Palbociclib (PCB), categorized as a BCS class II drug, is characterized by low aqueous solubility. The drug's limited aqueous solubility and poor dissolution rate pose significant challenges, potentially affecting its absorption and overall therapeutic efficacy. Co-amorphous (CAM) systems have been extensively investigated as a potential solution to overcome the issue of poor water solubility in numerous active pharmaceutical ingredients. This research study hypothesized that the coamorphization process involving the compounds PCB and naringin (NG) would lead to an increase in the aqueous solubility of PCB. Additionally, it was proposed that this process would also enhance the anticancer impact of PCB since NG is recognized for its pharmacological impact on breast cancer cells. In silico studies, it was revealed that PCB could interact with NG via hydrogen bonding. Furthermore, the prepared CAM (PCB-NG-CAM) system using PCB and NG was characterized by PXRD, DSC, FTIR, Raman spectroscopy, solid-state ¹³C nuclear magnetic resonance, and SEM. PCB-NG-CAM exhibited a significant increase in solubility, dissolution rate, and intestinal permeation compared to crystalline PCB. Furthermore, PCB-NG-CAM exhibited excellent physical stability at 40 °C/75% RH for up to 3 months.

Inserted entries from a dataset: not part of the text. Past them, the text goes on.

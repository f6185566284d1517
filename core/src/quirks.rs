use serde::Deserialize;

/// # Quirks
/// Interpreters of the instruction set have historically disagreed on the behavior of a
/// handful of instructions. Each switch selects one of those behaviors and is fixed when
/// the VM is constructed.
///
/// - `vf_reset` OR/AND/XOR (8XY1..8XY3) reset VF to 0
/// - `memory` bulk store/load (FX55/FX65) leaves I pointing past the last register
/// - `disp_wait` DRW (DXYN) waits for the next 60Hz frame before drawing again
/// - `clip` sprites are clipped at the screen edges instead of wrapping around
/// - `shift` shifts (8XY6/8XYE) operate on Vx in place instead of copying from Vy
/// - `jump` the jump with offset (BNNN) adds Vx instead of V0
#[derive(Copy, Clone, Debug, PartialEq, Eq, Deserialize)]
#[serde(default)]
pub struct QuirkSet {
    pub vf_reset: bool,
    pub memory: bool,
    pub disp_wait: bool,
    pub clip: bool,
    pub shift: bool,
    pub jump: bool,
}

impl QuirkSet {
    /// The COSMAC VIP behavior, except that shifts operate in place
    pub fn classic() -> Self {
        QuirkSet {
            vf_reset: true,
            memory: true,
            disp_wait: true,
            clip: true,
            shift: true,
            jump: false,
        }
    }

    /// The behavior most later interpreters settled on
    pub fn modern() -> Self {
        QuirkSet {
            vf_reset: false,
            memory: false,
            disp_wait: false,
            clip: true,
            shift: true,
            jump: true,
        }
    }
}

impl Default for QuirkSet {
    fn default() -> Self {
        Self::classic()
    }
}
use crate::constants::{
    DISPLAY_HEIGHT, DISPLAY_WIDTH, FONT, FONT_START, MEMORY_SIZE, PC_WRAP, PROGRAM_START,
    STACK_DEPTH,
};

/// The FrameBuffer is indexed as [y][x]; every cell is either 0 or 1
pub type FrameBuffer = [[u8; DISPLAY_WIDTH]; DISPLAY_HEIGHT];

/// A snapshot of the VM's internal state
///
/// ## CPU
/// Registers
/// - (v) 16 primary 8-bit registers (V0..VF)
///     - the first 15 (V0..VE) are general purpose registers
///     - the 16th (VF) receives the carry/borrow/collision flag of any instruction that
///       produces one, overwriting whatever it held
/// - (i) a 16-bit memory address register
///
/// Counter
/// - (pc) a 16-bit program counter, wrapping modulo `PC_WRAP`
///
/// Pointer
/// - (sp) the number of return addresses currently on the stack
///
/// Timers
/// - 2 8-bit timers (delay & sound) counting down to 0 at 60Hz
///
/// ## Memory
/// - 16 slot stack of return addresses
/// - 0xFFF bytes of addressable memory
///     - 0x000..0x200 is reserved; the font lives at `FONT_START`
///     - ROMs are loaded at `PROGRAM_START`
/// - 64x32 frame buffer
///
/// ## Input
/// - a 16-bit mask of held keys; bit k is set while key k is held
#[derive(Copy, Clone)]
pub struct State {
    pub v: [u8; 16],
    pub i: u16,
    pub pc: u16,
    pub sp: u8,
    pub stack: [u16; STACK_DEPTH],
    pub delay_timer: u8,
    pub sound_timer: u8,
    pub memory: [u8; MEMORY_SIZE],
    pub frame_buffer: FrameBuffer,
    pub keypad: u16,
    /// Whether a sprite may still be drawn during the current frame
    pub draw_ready: bool,
}

impl State {
    pub fn new() -> Self {
        let mut memory = [0; MEMORY_SIZE];
        let font_start = FONT_START as usize;
        memory[font_start..font_start + FONT.len()].copy_from_slice(&FONT);

        State {
            v: [0; 16],
            i: 0,
            pc: PROGRAM_START,
            sp: 0,
            stack: [0; STACK_DEPTH],
            delay_timer: 0,
            sound_timer: 0,
            memory,
            frame_buffer: [[0; DISPLAY_WIDTH]; DISPLAY_HEIGHT],
            keypad: 0,
            draw_ready: true,
        }
    }

    /// Reads a byte, wrapping addresses past the end of memory
    pub fn read(&self, addr: u16) -> u8 {
        self.memory[addr as usize % MEMORY_SIZE]
    }

    /// Writes a byte, wrapping addresses past the end of memory
    pub fn write(&mut self, addr: u16, byte: u8) {
        self.memory[addr as usize % MEMORY_SIZE] = byte;
    }

    /// Gets the big-endian instruction word at `addr`
    pub fn word(&self, addr: u16) -> u16 {
        u16::from(self.read(addr)) << 8 | u16::from(self.read(addr.wrapping_add(1)))
    }

    /// Moves the program counter past one instruction
    pub fn advance_pc(&mut self) {
        self.pc = (self.pc + 0x2) % PC_WRAP;
    }

    /// Address of the instruction that was just fetched
    pub fn previous_pc(&self) -> u16 {
        (self.pc + PC_WRAP - 0x2) % PC_WRAP
    }

    /// Moves the program counter back onto the instruction that was just fetched
    pub fn rewind_pc(&mut self) {
        self.pc = self.previous_pc();
    }

    pub fn key_held(&self, key: u8) -> bool {
        key < 16 && self.keypad & (1 << key) != 0
    }

    /// The lowest numbered key currently held, if any
    pub fn first_held_key(&self) -> Option<u8> {
        (0..16).find(|&key| self.key_held(key))
    }
}

impl Default for State {
    fn default() -> Self {
        Self::new()
    }
}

In addition, PCB-NG-CAM showed superior in vitro efficacy on MDA-MB-231 triple-negative breast cancer cell lines. PCB-NG-CAM resulted in a 2.24 times higher apoptosis rate and a 1.6 times greater ROS production than free PCB. Additionally, the inhibitory effect on cell migration and alterations in MMP was more pronounced in cells treated with PCB-NG-CAM. Therefore, this study indicated that PCB-NG-CAM has the potential to significantly improve the oral administration, solubility, and therapeutic efficacy of PCB.